> _EXERCISE AIM_:
What is the number of lines in this listing that include "index"? Answer with that number only.
____________________
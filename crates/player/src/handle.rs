//! Cloneable front end of the player task

use crate::command::{CloseReport, PlayerCommand, PlayerSnapshot, Reply};
use crate::error::{PlayerError, PlayerResult};
use lectern_core::{BookKey, Bookmark};
use lectern_library::LibraryManager;
use lectern_playback::{ChapterJump, LoopPress, TimerAction};
use std::time::Duration;
use tokio::sync::{mpsc, oneshot};

/// Sends commands to a running [`crate::Player`] and awaits the replies.
///
/// Every method fails with [`PlayerError::Stopped`] once the task is gone.
#[derive(Clone)]
pub struct PlayerHandle {
    tx: mpsc::Sender<PlayerCommand>,
}

impl PlayerHandle {
    pub(crate) fn new(tx: mpsc::Sender<PlayerCommand>) -> Self {
        Self { tx }
    }

    async fn request<T>(&self, make: impl FnOnce(Reply<T>) -> PlayerCommand) -> PlayerResult<T> {
        let (reply, rx) = oneshot::channel();
        self.tx
            .send(make(reply))
            .await
            .map_err(|_| PlayerError::Stopped)?;
        rx.await.map_err(|_| PlayerError::Stopped)?
    }

    /// Opens a book from the library. Opening the book already open does nothing.
    pub async fn open(&self, key: BookKey) -> PlayerResult<()> {
        self.request(|r| PlayerCommand::Open(key, r)).await
    }

    /// Closes the open book, flushing its state with a bounded wait
    pub async fn close(&self) -> PlayerResult<CloseReport> {
        self.request(PlayerCommand::Close).await
    }

    pub async fn play(&self) -> PlayerResult<()> {
        self.request(PlayerCommand::Play).await
    }

    pub async fn pause(&self) -> PlayerResult<()> {
        self.request(PlayerCommand::Pause).await
    }

    pub async fn toggle(&self) -> PlayerResult<()> {
        self.request(PlayerCommand::Toggle).await
    }

    pub async fn stop(&self) -> PlayerResult<()> {
        self.request(PlayerCommand::Stop).await
    }

    pub async fn seek_to(&self, position: f64) -> PlayerResult<f64> {
        self.request(|r| PlayerCommand::SeekTo(position, r)).await
    }

    pub async fn seek_by(&self, delta: f64) -> PlayerResult<f64> {
        self.request(|r| PlayerCommand::SeekBy(delta, r)).await
    }

    pub async fn jump_to_chapter(&self, direction: ChapterJump) -> PlayerResult<bool> {
        self.request(|r| PlayerCommand::JumpChapter(direction, r)).await
    }

    pub async fn jump_to_bookmark(&self, index: usize) -> PlayerResult<f64> {
        self.request(|r| PlayerCommand::JumpBookmark(index, r)).await
    }

    pub async fn set_rate(&self, rate: f64) -> PlayerResult<f64> {
        self.request(|r| PlayerCommand::SetRate(rate, r)).await
    }

    pub async fn step_rate(&self, delta: f64) -> PlayerResult<f64> {
        self.request(|r| PlayerCommand::StepRate(delta, r)).await
    }

    pub async fn set_volume(&self, volume: i32) -> PlayerResult<u8> {
        self.request(|r| PlayerCommand::SetVolume(volume, r)).await
    }

    pub async fn step_volume(&self, delta: i32) -> PlayerResult<u8> {
        self.request(|r| PlayerCommand::StepVolume(delta, r)).await
    }

    pub async fn set_equalizer(&self, preset: impl Into<String>) -> PlayerResult<()> {
        let preset = preset.into();
        self.request(|r| PlayerCommand::SetEqualizer(preset, r)).await
    }

    pub async fn press_loop_marker(&self) -> PlayerResult<LoopPress> {
        self.request(PlayerCommand::PressLoopMarker).await
    }

    pub async fn clear_loop(&self) -> PlayerResult<()> {
        self.request(PlayerCommand::ClearLoop).await
    }

    pub async fn add_bookmark(&self, label: Option<String>) -> PlayerResult<Bookmark> {
        self.request(|r| PlayerCommand::AddBookmark(label, r)).await
    }

    /// Replaces any pending sleep timer
    pub async fn start_sleep_timer(&self, duration: Duration, action: TimerAction) -> PlayerResult<()> {
        self.request(|r| PlayerCommand::StartSleepTimer(duration, action, r))
            .await
    }

    pub async fn cancel_sleep_timer(&self) -> PlayerResult<bool> {
        self.request(PlayerCommand::CancelSleepTimer).await
    }

    /// Starts a background rescan. Returns false if one is already running.
    pub async fn rescan(&self) -> PlayerResult<bool> {
        self.request(PlayerCommand::Rescan).await
    }

    /// Runs `f` against the library inside the player task.
    ///
    /// Events the library records are dispatched and the catalog is saved
    /// afterwards.
    pub async fn with_library<R, F>(&self, f: F) -> PlayerResult<R>
    where
        R: Send + 'static,
        F: FnOnce(&mut LibraryManager) -> R + Send + 'static,
    {
        let (reply, rx) = oneshot::channel();
        let job = Box::new(move |library: &mut LibraryManager| {
            let _ = reply.send(f(library));
        });
        self.tx
            .send(PlayerCommand::Library(job))
            .await
            .map_err(|_| PlayerError::Stopped)?;
        rx.await.map_err(|_| PlayerError::Stopped)
    }

    pub async fn snapshot(&self) -> PlayerResult<PlayerSnapshot> {
        self.request(PlayerCommand::Snapshot).await
    }

    /// Flushes and stops the player task
    pub async fn shutdown(&self) -> PlayerResult<CloseReport> {
        self.request(PlayerCommand::Shutdown).await
    }
}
____________________
> _EXPECTED ANSWER_:
2